As we can see this works fairly well, given that the two experiments are in some tension - do not overlap significantly.

Make sure you check for the consistency of the experiments you are combining before doing so, to ensure that the joint flow posterior samples a well-trained part of the flows.

You can check the example notebook in this documentation for how to compute tensions between two experiments.

## Advanced Topic: accurate likelihood values

For some applications we need to push the local accuracy of the flow model. In this case we need to provide exact probability values (up to normalization constant) for the training set.

These are then used to build a part of the loss function that rewards local accuracy of probability values. This second part of the loss function is the estimated evidence error.
By default the code adaptively mixes the two loss functions to find an optimal solution.

As a downside we can only train a flow that preserves all the parameters of the distribution, i.e. we cannot train on marginalized parameters (as we have done in the previous examples).

For more details see

In [None]:
ev, eer = flow.evidence()
print(f'log(Z) = {ev} +- {eer}')

We can see that the value is close to what it should be (zero since the original distribution is normalized) but the estimated error is still fairly high.

Since we have (normalized) log P values we can check the local reliability of the normalizing flow:

In [None]:
validation_flow_log10_P = flow.log_probability(flow.cast(chain.samples[flow.test_idx, :])).numpy()/np.log(10.)
validation_samples_log10_P = -chain.loglikes[flow.test_idx]/np.log(10.)  # notice the minus sign due to the definition of logP in getdist
training_flow_log10_P = flow.log_probability(flow.cast(chain.samples[flow.training_idx, :])).numpy()/np.log(10.)
training_samples_log10_P = -chain.loglikes[flow.training_idx]/np.log(10.)  # notice the minus sign due to the definition of logP in getdist

# do the plot:
fig, (ax1, ax2) = plt.subplots(1, 2, figsize=(12, 6))

ax1.scatter(training_samples_log10_P - np.amax(training_samples_log10_P), training_flow_log10_P - training_samples_log10_P, s=0.1, label='training')
ax1.scatter(validation_samples_log10_P - np.amax(validation_samples_log10_P), validation_flow_log10_P - validation_samples_log10_P, s=0.5, label='validation')
ax1.legend()
ax1.axhline(0, color='k', linestyle='--')
ax1.set_xlabel('$\log_{10}(P_{\\rm true}/P_{\\rm max})$')
ax1.set_ylabel('$\log_{10}(P_{\\rm flow}) - \log_{10}(P_{\\rm true})$')
ax1.set_ylim(-1.0, 1.0)

ax2.hist(training_flow_log10_P - training_samples_log10_P, bins=50, range=[-1., 1.], density=True, alpha=0.5, label='training')
ax2.hist(validation_flow_log10_P - validation_samples_log10_P, bins=50, range=[-1., 1.], density=True, alpha=0.5, label='validation')
ax2.legend()
ax2.axvline(0, color='k', linestyle='--')
ax2.set_xlabel('$\log_{10}(P_{\\rm flow}) - \log_{10}(P_{\\rm true})$')
ax2.set_xlim([-1.0, 1.0])

plt.tight_layout()
plt.show()

We can clearly see that the local accuracy of the flow in full dimension is not high.

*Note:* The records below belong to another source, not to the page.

//! Post-Processing and Shadow Configuration
//!
//! Plain-data settings for the bloom chain, tone mapping and point-light
//! shadows. All structs derive `serde` with `#[serde(default)]`, so a JSON
//! file only needs to name the values it overrides.
//!
//! Two validation modes are provided:
//!
//! - [`PostFxSettings::sanitized`] clamps degenerate values back into range
//!   and logs a warning for each correction.
//! - [`PostFxSettings::validate`] rejects them with
//!   [`PostFxError::InvalidSetting`].
//!
//! # Example
//!
//! ```rust,ignore
//! let settings = PostFxSettings::from_json_str(r#"{ "bloom": { "strength": 0.5 } }"#)?;
//! assert_eq!(settings.bloom.mip_chain_length(), 12);
//! ```

use std::path::Path;

use serde::{Deserialize, Serialize};

use crate::errors::{PostFxError, Result};

/// Upper bound for the number of bloom mips.
pub const MAX_MIP_CHAIN_LENGTH: u32 = 16;

/// Upper bound for the number of point-light shadow slots.
pub const MAX_SHADOW_LIGHTS: u32 = 64;

// ============================================================================
// Bloom
// ============================================================================

/// Storage format of the bloom mip chain.
#[derive(Debug, Clone, Copy, PartialEq, Eq, Hash, Default, Serialize, Deserialize)]
#[serde(rename_all = "snake_case")]
pub enum BloomFormat {
    /// Packed 11/11/10-bit unsigned float, no alpha.
    #[default]
    PackedFloat,
    /// 16-bit float RGBA.
    Rgba16Float,
}

impl BloomFormat {
    #[must_use]
    pub fn texture_format(self) -> wgpu::TextureFormat {
        match self {
            Self::PackedFloat => wgpu::TextureFormat::Rg11b10Ufloat,
            Self::Rgba16Float => wgpu::TextureFormat::Rgba16Float,
        }
    }
}

/// Bloom mip-chain configuration.
///
/// | Field | Default | Meaning |
/// |---|---|---|
/// | `enabled` | `true` | Run the bloom chain at all |
/// | `mip_chain_length` | `12` | Number of mips, clamped to `1..=16` |
/// | `filter_radius` | `0.005` | Tent offset in source UV units |
/// | `strength` | `1.0` | Bloom contribution in the composite |
/// | `karis_average` | `true` | Firefly suppression on the first downsample |
/// | `format` | `packed_float` | Mip storage format |
#[derive(Debug, Clone, PartialEq, Serialize, Deserialize)]
#[serde(default)]
pub struct BloomSettings {
    /// Whether bloom is enabled.
    pub enabled: bool,
    mip_chain_length: u32,
    filter_radius: f32,
    strength: f32,
    /// Whether to apply the Karis average on the first downsample.
    pub karis_average: bool,
    /// Storage format of every mip.
    pub format: BloomFormat,
}

impl Default for BloomSettings {
    fn default() -> Self {
        Self {
            enabled: true,
            mip_chain_length: 12,
            filter_radius: 0.005,
            strength: 1.0,
            karis_average: true,
            format: BloomFormat::PackedFloat,
        }
    }
}

impl BloomSettings {
    #[inline]
    #[must_use]
    pub fn mip_chain_length(&self) -> u32 {
        self.mip_chain_length
    }

    #[inline]
    #[must_use]
    pub fn filter_radius(&self) -> f32 {
        self.filter_radius
    }

    #[inline]
    #[must_use]
    pub fn strength(&self) -> f32 {
        self.strength
    }

    /// Sets the number of mips. Clamped to `1..=MAX_MIP_CHAIN_LENGTH`.
    pub fn set_mip_chain_length(&mut self, levels: u32) {
        self.mip_chain_length = levels.clamp(1, MAX_MIP_CHAIN_LENGTH);
    }

    /// Sets the upsample filter radius. Negative and non-finite values become `0.0`.
    pub fn set_filter_radius(&mut self, radius: f32) {
        self.filter_radius = if radius.is_finite() { radius.max(0.0) } else { 0.0 };
    }

    /// Sets the bloom strength. Negative and non-finite values become `0.0`.
    pub fn set_strength(&mut self, strength: f32) {
        self.strength = if strength.is_finite() { strength.max(0.0) } else { 0.0 };
    }
}

// ============================================================================
// Tone mapping
// ============================================================================

/// Tone mapping operator applied by the final composite.
#[derive(Debug, Clone, Copy, PartialEq, Eq, Hash, Default, Serialize, Deserialize)]
#[serde(rename_all = "snake_case")]
pub enum ToneMappingMode {
    /// Clamp to `[0, 1]` after exposure.
    Linear,
    /// `x / (1 + x)`.
    Reinhard,
    /// `1 - exp(-x)`, the exposure curve.
    #[default]
    Exponential,
}

impl ToneMappingMode {
    /// Value passed to the composite shader.
    #[must_use]
    pub const fn as_u32(self) -> u32 {
        match self {
            Self::Linear => 0,
            Self::Reinhard => 1,
            Self::Exponential => 2,
        }
    }

    #[must_use]
    pub const fn name(self) -> &'static str {
        match self {
            Self::Linear => "Linear",
            Self::Reinhard => "Reinhard",
            Self::Exponential => "Exponential",
        }
    }

    #[must_use]
    pub const fn all() -> &'static [Self] {
        &[Self::Linear, Self::Reinhard, Self::Exponential]
    }
}

/// Tone mapping configuration.
///
/// | Field | Default | Meaning |
/// |---|---|---|
/// | `exposure` | `1.0` | Linear brightness multiplier, never negative |
/// | `mode` | `exponential` | Operator |
/// | `gamma` | `2.2` | Encoding gamma for non-sRGB surfaces |
#[derive(Debug, Clone, PartialEq, Serialize, Deserialize)]
#[serde(default)]
pub struct ToneMappingSettings {
    pub exposure: f32,
    pub mode: ToneMappingMode,
    pub gamma: f32,
}

impl Default for ToneMappingSettings {
    fn default() -> Self {
        Self {
            exposure: 1.0,
            mode: ToneMappingMode::Exponential,
            gamma: 2.2,
        }
    }
}

// ============================================================================
// Shadows
// ============================================================================

/// Point-light cubemap shadow configuration.
///
/// | Field | Default | Meaning |
/// |---|---|---|
/// | `enabled` | `true` | Render shadow cubemaps |
/// | `max_lights` | `16` | Cubemap slots allocated up front |
/// | `resolution` | `512` | Pixels per cube face |
/// | `near_plane` | `1.0` | Face projection near plane |
/// | `far_plane` | `1000.0` | Distance normalization and far plane |
/// | `bias` | `0.05` | Depth comparison bias, world units |
#[derive(Debug, Clone, PartialEq, Serialize, Deserialize)]
#[serde(default)]
pub struct ShadowSettings {
    pub enabled: bool,
    pub max_lights: u32,
    pub resolution: u32,
    pub near_plane: f32,
    pub far_plane: f32,
    pub bias: f32,
}

impl Default for ShadowSettings {
    fn default() -> Self {
        Self {
            enabled: true,
            max_lights: 16,
            resolution: 512,
            near_plane: 1.0,
            far_plane: 1000.0,
            bias: 0.05,
        }
    }
}

// ============================================================================
// PostFxSettings
// ============================================================================

/// Top-level configuration for everything this crate renders.
#[derive(Debug, Clone, PartialEq, Serialize, Deserialize)]
#[serde(default)]
pub struct PostFxSettings {
    pub bloom: BloomSettings,
    pub tone_mapping: ToneMappingSettings,
    pub shadow: ShadowSettings,
    /// Sample count of the HDR scene target. `1` or `4`.
    pub msaa_samples: u32,
}

impl Default for PostFxSettings {
    fn default() -> Self {
        Self {
            bloom: BloomSettings::default(),
            tone_mapping: ToneMappingSettings::default(),
            shadow: ShadowSettings::default(),
            msaa_samples: 4,
        }
    }
}

impl PostFxSettings {
    /// Parses settings from JSON and clamps degenerate values.
    pub fn from_json_str(json: &str) -> Result<Self> {
        let settings: Self = serde_json::from_str(json)?;
        Ok(settings.sanitized())
    }

    /// Reads and parses a JSON settings file.
    pub fn from_path(path: impl AsRef<Path>) -> Result<Self> {
        let path = path.as_ref();
        let text = std::fs::read_to_string(path)?;
        log::info!("Loaded post-processing settings from {}", path.display());
        Self::from_json_str(&text)
    }

    pub fn to_json_string(&self) -> Result<String> {
        Ok(serde_json::to_string_pretty(self)?)
    }

    /// Returns a copy with every degenerate value replaced by its default.
    #[must_use]
    pub fn sanitized(mut self) -> Self {
        let defaults = Self::default();

        let bloom = &mut self.bloom;
        if bloom.mip_chain_length == 0 || bloom.mip_chain_length > MAX_MIP_CHAIN_LENGTH {
            log::warn!(
                "bloom.mip_chain_length {} out of range, clamping",
                bloom.mip_chain_length
            );
            bloom.set_mip_chain_length(bloom.mip_chain_length);
        }
        if !bloom.filter_radius.is_finite() {
            log::warn!("bloom.filter_radius is not finite, using default");
            bloom.filter_radius = defaults.bloom.filter_radius;
        } else if bloom.filter_radius < 0.0 {
            log::warn!("bloom.filter_radius {} is negative, clamping to 0", bloom.filter_radius);
            bloom.filter_radius = 0.0;
        }
        if !bloom.strength.is_finite() || bloom.strength < 0.0 {
            log::warn!("bloom.strength {} is invalid, using default", bloom.strength);
            bloom.strength = defaults.bloom.strength;
        }

        let tone = &mut self.tone_mapping;
        if !tone.exposure.is_finite() {
            log::warn!("tone_mapping.exposure is not finite, using default");
            tone.exposure = defaults.tone_mapping.exposure;
        } else if tone.exposure < 0.0 {
            log::warn!("tone_mapping.exposure {} is negative, clamping to 0", tone.exposure);
            tone.exposure = 0.0;
        }
        if !tone.gamma.is_finite() || tone.gamma <= 0.0 {
            log::warn!("tone_mapping.gamma {} is invalid, using default", tone.gamma);
            tone.gamma = defaults.tone_mapping.gamma;
        }

        let shadow = &mut self.shadow;
        if shadow.max_lights == 0 || shadow.max_lights > MAX_SHADOW_LIGHTS {
            log::warn!("shadow.max_lights {} out of range, clamping", shadow.max_lights);
            shadow.max_lights = shadow.max_lights.clamp(1, MAX_SHADOW_LIGHTS);
        }
        if shadow.resolution == 0 {
            log::warn!("shadow.resolution is 0, using default");
            shadow.resolution = defaults.shadow.resolution;
        }
        if !(shadow.near_plane.is_finite() && shadow.far_plane.is_finite())
            || shadow.near_plane <= 0.0
            || shadow.far_plane <= shadow.near_plane
        {
            log::warn!(
                "shadow planes ({}, {}) are invalid, using defaults",
                shadow.near_plane,
                shadow.far_plane
            );
            shadow.near_plane = defaults.shadow.near_plane;
            shadow.far_plane = defaults.shadow.far_plane;
        }
        if !shadow.bias.is_finite() || shadow.bias < 0.0 {
            log::warn!("shadow.bias {} is invalid, using default", shadow.bias);
            shadow.bias = defaults.shadow.bias;
        }

        if !matches!(self.msaa_samples, 1 | 4) {
            log::warn!("msaa_samples {} unsupported, using 4", self.msaa_samples);
            self.msaa_samples = 4;
        }

        self
    }

    /// Strict check: returns the first degenerate value as an error.
    pub fn validate(&self) -> Result<()> {
        let invalid = |name: &'static str, reason: String| {
            Err(PostFxError::InvalidSetting { name, reason })
        };

        let bloom = &self.bloom;
        if bloom.mip_chain_length == 0 || bloom.mip_chain_length > MAX_MIP_CHAIN_LENGTH {
            return invalid(
                "bloom.mip_chain_length",
                format!("{} is outside 1..={MAX_MIP_CHAIN_LENGTH}", bloom.mip_chain_length),
            );
        }
        if !bloom.filter_radius.is_finite() || bloom.filter_radius < 0.0 {
            return invalid(
                "bloom.filter_radius",
                format!("{} must be finite and >= 0", bloom.filter_radius),
            );
        }
        if !bloom.strength.is_finite() || bloom.strength < 0.0 {
            return invalid(
                "bloom.strength",
                format!("{} must be finite and >= 0", bloom.strength),
            );
        }
        if !self.tone_mapping.exposure.is_finite() || self.tone_mapping.exposure < 0.0 {
            return invalid(
                "tone_mapping.exposure",
                format!("{} must be finite and >= 0", self.tone_mapping.exposure),
            );
        }
        if !self.tone_mapping.gamma.is_finite() || self.tone_mapping.gamma <= 0.0 {
            return invalid(
                "tone_mapping.gamma",
                format!("{} must be finite and > 0", self.tone_mapping.gamma),
            );
        }

        let shadow = &self.shadow;
        if shadow.max_lights == 0 || shadow.max_lights > MAX_SHADOW_LIGHTS {
            return invalid(
                "shadow.max_lights",
                format!("{} is outside 1..={MAX_SHADOW_LIGHTS}", shadow.max_lights),
            );
        }
        if shadow.resolution == 0 {
            return invalid("shadow.resolution", "must be at least 1".to_string());
        }
        if !(shadow.near_plane > 0.0 && shadow.far_plane > shadow.near_plane)
            || !shadow.far_plane.is_finite()
        {
            return invalid(
                "shadow.far_plane",
                format!(
                    "planes ({}, {}) must satisfy 0 < near < far",
                    shadow.near_plane, shadow.far_plane
                ),
            );
        }
        if !shadow.bias.is_finite() || shadow.bias < 0.0 {
            return invalid("shadow.bias", format!("{} must be finite and >= 0", shadow.bias));
        }
        if !matches!(self.msaa_samples, 1 | 4) {
            return invalid("msaa_samples", format!("{} must be 1 or 4", self.msaa_samples));
        }
        Ok(())
    }
}
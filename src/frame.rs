//! Frame Orchestration
//!
//! [`FrameRenderer`] owns every pass and records one frame in the only valid
//! order:
//!
//! 1. point-light shadow cubemaps, one sub-pass per active light;
//! 2. the caller's main scene pass into the multisampled HDR target;
//! 3. resolve to single-sample (attachment resolve);
//! 4. bloom over the resolved bright-color attachment;
//! 5. the tone-mapped composite onto the output surface.

use crate::bloom::BloomPipeline;
use crate::composite::{CompositeTarget, FinalCompositor};
use crate::context::{FrameContext, TargetBinding, Viewport};
use crate::errors::Result;
use crate::gpu::TargetCapabilities;
use crate::resources::{AllocationCounter, ScopedTarget, Tracked};
use crate::scene::{SceneDescription, collect_depth_draws};
use crate::settings::PostFxSettings;
use crate::shadow::{OmniShadowPass, ShadowOutcome};

/// Color format of both HDR attachments.
pub const HDR_FORMAT: wgpu::TextureFormat = wgpu::TextureFormat::Rgba16Float;

/// Depth format of the main scene pass.
pub const HDR_DEPTH_FORMAT: wgpu::TextureFormat = wgpu::TextureFormat::Depth32Float;

/// Number of color attachments of the main pass: scene color and bright color.
pub const HDR_ATTACHMENTS: usize = 2;

struct Attachment {
    view: Tracked<wgpu::TextureView>,
    _target: ScopedTarget,
}

impl Attachment {
    fn new(
        device: &wgpu::Device,
        counter: &AllocationCounter,
        label: &str,
        format: wgpu::TextureFormat,
        size: wgpu::Extent3d,
        sample_count: u32,
        usage: wgpu::TextureUsages,
    ) -> Self {
        let target = ScopedTarget::new(
            device,
            &wgpu::TextureDescriptor {
                label: Some(label),
                size,
                mip_level_count: 1,
                sample_count,
                dimension: wgpu::TextureDimension::D2,
                format,
                usage,
                view_formats: &[],
            },
            counter,
        );
        let view = Tracked::new(target.create_view(&wgpu::TextureViewDescriptor {
            label: Some(label),
            ..Default::default()
        }));
        Self {
            view,
            _target: target,
        }
    }
}

/// Multisampled HDR scene target with single-sample resolve attachments.
///
/// Attachment 0 is scene color, attachment 1 the bloom source.
pub struct HdrTargets {
    width: u32,
    height: u32,
    sample_count: u32,
    multisampled: Vec<Attachment>,
    resolved: Vec<Attachment>,
    depth: Attachment,
}

impl HdrTargets {
    pub fn new(
        device: &wgpu::Device,
        caps: &TargetCapabilities,
        counter: &AllocationCounter,
        width: u32,
        height: u32,
        sample_count: u32,
    ) -> Result<Self> {
        let sample_count = sample_count.max(1);
        caps.check_color_target("HDR Resolve", HDR_FORMAT, width, height, false)?;
        caps.check_multisampled("HDR Color", HDR_FORMAT, width, height, sample_count)?;
        caps.check_multisampled("HDR Depth", HDR_DEPTH_FORMAT, width, height, sample_count)?;

        let size = wgpu::Extent3d {
            width,
            height,
            depth_or_array_layers: 1,
        };
        let resolved = (0..HDR_ATTACHMENTS)
            .map(|i| {
                Attachment::new(
                    device,
                    counter,
                    &format!("HDR Resolved {i}"),
                    HDR_FORMAT,
                    size,
                    1,
                    wgpu::TextureUsages::RENDER_ATTACHMENT | wgpu::TextureUsages::TEXTURE_BINDING,
                )
            })
            .collect();
        let multisampled = if sample_count > 1 {
            (0..HDR_ATTACHMENTS)
                .map(|i| {
                    Attachment::new(
                        device,
                        counter,
                        &format!("HDR Multisampled {i}"),
                        HDR_FORMAT,
                        size,
                        sample_count,
                        wgpu::TextureUsages::RENDER_ATTACHMENT,
                    )
                })
                .collect()
        } else {
            Vec::new()
        };
        let depth = Attachment::new(
            device,
            counter,
            "HDR Depth",
            HDR_DEPTH_FORMAT,
            size,
            sample_count,
            wgpu::TextureUsages::RENDER_ATTACHMENT,
        );

        log::debug!("HDR targets {width}x{height}, {sample_count}x MSAA");
        Ok(Self {
            width,
            height,
            sample_count,
            multisampled,
            resolved,
            depth,
        })
    }

    /// Color attachments of the main pass, resolving into the single-sample views.
    #[must_use]
    pub fn color_attachments(&self) -> Vec<Option<wgpu::RenderPassColorAttachment<'_>>> {
        let clear = wgpu::Operations {
            load: wgpu::LoadOp::Clear(wgpu::Color::BLACK),
            store: wgpu::StoreOp::Store,
        };
        self.resolved
            .iter()
            .enumerate()
            .map(|(i, resolved)| {
                let attachment = match self.multisampled.get(i) {
                    Some(msaa) => wgpu::RenderPassColorAttachment {
                        view: &msaa.view,
                        resolve_target: Some(&resolved.view),
                        ops: wgpu::Operations {
                            load: clear.load,
                            store: wgpu::StoreOp::Discard,
                        },
                        depth_slice: None,
                    },
                    None => wgpu::RenderPassColorAttachment {
                        view: &resolved.view,
                        resolve_target: None,
                        ops: clear,
                        depth_slice: None,
                    },
                };
                Some(attachment)
            })
            .collect()
    }

    #[must_use]
    pub fn depth_attachment(&self) -> wgpu::RenderPassDepthStencilAttachment<'_> {
        wgpu::RenderPassDepthStencilAttachment {
            view: &self.depth.view,
            depth_ops: Some(wgpu::Operations {
                load: wgpu::LoadOp::Clear(1.0),
                store: wgpu::StoreOp::Discard,
            }),
            stencil_ops: None,
        }
    }

    /// Resolved scene color, read by the compositor.
    #[must_use]
    pub fn scene_color(&self) -> &Tracked<wgpu::TextureView> {
        &self.resolved[0].view
    }

    /// Resolved bright color, the bloom source.
    #[must_use]
    pub fn bright_color(&self) -> &Tracked<wgpu::TextureView> {
        &self.resolved[1].view
    }

    #[must_use]
    pub fn viewport(&self) -> Viewport {
        Viewport::new(self.width, self.height)
    }

    #[must_use]
    pub fn sample_count(&self) -> u32 {
        self.sample_count
    }
}

/// What happened during the last [`FrameRenderer::render_frame`].
#[derive(Debug, Clone, Copy, Default, PartialEq, Eq)]
pub struct FrameStats {
    pub lights_shadowed: usize,
    pub lights_skipped: usize,
    pub shadow_draws: usize,
    pub bloom_steps: usize,
}

/// Owns the shadow, bloom and composite passes and runs them in frame order.
pub struct FrameRenderer {
    settings: PostFxSettings,
    caps: TargetCapabilities,
    counter: AllocationCounter,
    hdr: HdrTargets,
    shadows: OmniShadowPass,
    bloom: Option<BloomPipeline>,
    compositor: FinalCompositor,
    stats: FrameStats,
}

impl FrameRenderer {
    /// Builds every pass for a `width` x `height` output.
    ///
    /// Degenerate settings are clamped first. Fails when the HDR targets or
    /// the bloom chain are not complete render targets on this device.
    pub fn new(
        device: &wgpu::Device,
        output_format: wgpu::TextureFormat,
        width: u32,
        height: u32,
        settings: PostFxSettings,
    ) -> Result<Self> {
        let settings = settings.sanitized();
        let caps = TargetCapabilities::from_device(device);
        let counter = AllocationCounter::new();

        let hdr = HdrTargets::new(device, &caps, &counter, width, height, settings.msaa_samples)?;
        let shadows = OmniShadowPass::new(device, &caps, &settings.shadow, &counter);
        let bloom = if settings.bloom.enabled {
            Some(BloomPipeline::new(
                device,
                &caps,
                width,
                height,
                &settings.bloom,
                counter.clone(),
            )?)
        } else {
            None
        };
        let compositor = FinalCompositor::new(device, output_format, &settings.tone_mapping);

        log::info!(
            "Frame renderer ready: {width}x{height}, bloom {}, {} shadow slots",
            if bloom.is_some() { "on" } else { "off" },
            shadows.slot_count()
        );
        Ok(Self {
            settings,
            caps,
            counter,
            hdr,
            shadows,
            bloom,
            compositor,
            stats: FrameStats::default(),
        })
    }

    /// Reallocates every viewport-sized target.
    ///
    /// Cached composite bind groups are dropped first, so a failed
    /// reallocation does not keep the old targets alive through them.
    pub fn resize(&mut self, device: &wgpu::Device, width: u32, height: u32) -> Result<()> {
        self.compositor.invalidate();
        self.hdr = HdrTargets::new(
            device,
            &self.caps,
            &self.counter,
            width,
            height,
            self.settings.msaa_samples,
        )?;
        if let Some(bloom) = &mut self.bloom {
            bloom.resize(device, width, height)?;
        }
        Ok(())
    }

    /// Records one frame.
    ///
    /// `main_pass` draws the scene into the already-begun HDR pass. It
    /// receives one entry per light: the light's shadow cubemap, or `None`
    /// when the light is unshadowed this frame.
    pub fn render_frame(
        &mut self,
        ctx: &mut FrameContext<'_>,
        scene: &SceneDescription,
        target: CompositeTarget<'_>,
        main_pass: impl FnOnce(&mut wgpu::RenderPass<'_>, &[Option<&Tracked<wgpu::TextureView>>]),
    ) -> FrameStats {
        let mut stats = FrameStats::default();

        self.shadows.begin_frame();
        for (index, light) in scene.lights.iter().enumerate() {
            let outcome = self.shadows.render_light(ctx, index, light.position, |list| {
                collect_depth_draws(scene, list);
            });
            match outcome {
                ShadowOutcome::Rendered { draws } => {
                    stats.lights_shadowed += 1;
                    stats.shadow_draws += draws;
                }
                ShadowOutcome::Skipped(_) => stats.lights_skipped += 1,
            }
        }

        let shadow_views: Vec<_> = (0..scene.lights.len())
            .map(|index| self.shadows.shadow_view(index))
            .collect();
        let hdr_viewport = self.hdr.viewport();
        ctx.bind_target(TargetBinding::SceneHdr, hdr_viewport);
        {
            let color_attachments = self.hdr.color_attachments();
            let mut pass = ctx.encoder.begin_render_pass(&wgpu::RenderPassDescriptor {
                label: Some("HDR Scene Pass"),
                color_attachments: &color_attachments,
                depth_stencil_attachment: Some(self.hdr.depth_attachment()),
                ..Default::default()
            });
            hdr_viewport.apply(&mut pass);
            main_pass(&mut pass, &shadow_views);
        }
        ctx.state.unbind();

        if let Some(bloom) = &mut self.bloom {
            let radius = ctx.params.filter_radius;
            stats.bloom_steps = bloom.render_bloom(ctx, self.hdr.bright_color(), radius);
        }

        let bloom_view = self.bloom.as_ref().and_then(BloomPipeline::bloom_texture);
        let exposure = ctx.params.exposure;
        self.compositor
            .composite(ctx, self.hdr.scene_color(), bloom_view, exposure, target);

        log::debug!(
            "Frame: {} lights shadowed, {} skipped, {} bloom steps",
            stats.lights_shadowed,
            stats.lights_skipped,
            stats.bloom_steps
        );
        self.stats = stats;
        stats
    }

    #[must_use]
    pub fn settings(&self) -> &PostFxSettings {
        &self.settings
    }

    #[must_use]
    pub fn stats(&self) -> FrameStats {
        self.stats
    }

    #[must_use]
    pub fn hdr_targets(&self) -> &HdrTargets {
        &self.hdr
    }

    #[must_use]
    pub fn shadows(&self) -> &OmniShadowPass {
        &self.shadows
    }

    #[must_use]
    pub fn compositor(&self) -> &FinalCompositor {
        &self.compositor
    }

    #[must_use]
    pub fn bloom(&self) -> Option<&BloomPipeline> {
        self.bloom.as_ref()
    }

    #[must_use]
    pub fn allocation_counter(&self) -> &AllocationCounter {
        &self.counter
    }
}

As we move to the tails we easily have large errors. The variance of this plot is the estimated error on the evidence, which is rather large and dominated by the outliers in the tails.

Considering average flows usually improves the situation, in particular on the validation sample.

In [None]:
ev, eer = average_flow.evidence()
print(f'log(Z) = {ev} +- {eer}')

In [None]:
validation_flow_log10_P = average_flow.log_probability(average_flow.cast(chain.samples[average_flow.test_idx, :])).numpy()/np.log(10.)
validation_samples_log10_P = -chain.loglikes[average_flow.test_idx]/np.log(10.)  # notice the minus sign due to the definition of logP in getdist
training_flow_log10_P = average_flow.log_probability(average_flow.cast(chain.samples[average_flow.training_idx, :])).numpy()/np.log(10.)
training_samples_log10_P = -chain.loglikes[average_flow.training_idx]/np.log(10.)  # notice the minus sign due to the definition of logP in getdist

# do the plot:
fig, (ax1, ax2) = plt.subplots(1, 2, figsize=(12, 6))

ax1.scatter(training_samples_log10_P - np.amax(training_samples_log10_P), training_flow_log10_P - training_samples_log10_P, s=0.1, label='training')
ax1.scatter(validation_samples_log10_P - np.amax(validation_samples_log10_P), validation_flow_log10_P - validation_samples_log10_P, s=0.5, label='validation')
ax1.legend()
ax1.axhline(0, color='k', linestyle='--')
ax1.set_xlabel('$\log_{10}(P_{\\rm true}/P_{\\rm max})$')
ax1.set_ylabel('$\log_{10}(P_{\\rm flow}) - \log_{10}(P_{\\rm true})$')
ax1.set_ylim(-1.0, 1.0)

ax2.hist(training_flow_log10_P - training_samples_log10_P, bins=50, range=[-1., 1.], density=True, alpha=0.5, label='training')
ax2.hist(validation_flow_log10_P - validation_samples_log10_P, bins=50, range=[-1., 1.], density=True, alpha=0.5, label='validation')
ax2.legend()
ax2.axvline(0, color='k', linestyle='--')
ax2.set_xlabel('$\log_{10}(P_{\\rm flow}) - \log_{10}(P_{\\rm true})$')
ax2.set_xlim([-1.0, 1.0])

plt.tight_layout()
plt.show()

This looks significantly better, and in fact the error on the evidence estimate is lower...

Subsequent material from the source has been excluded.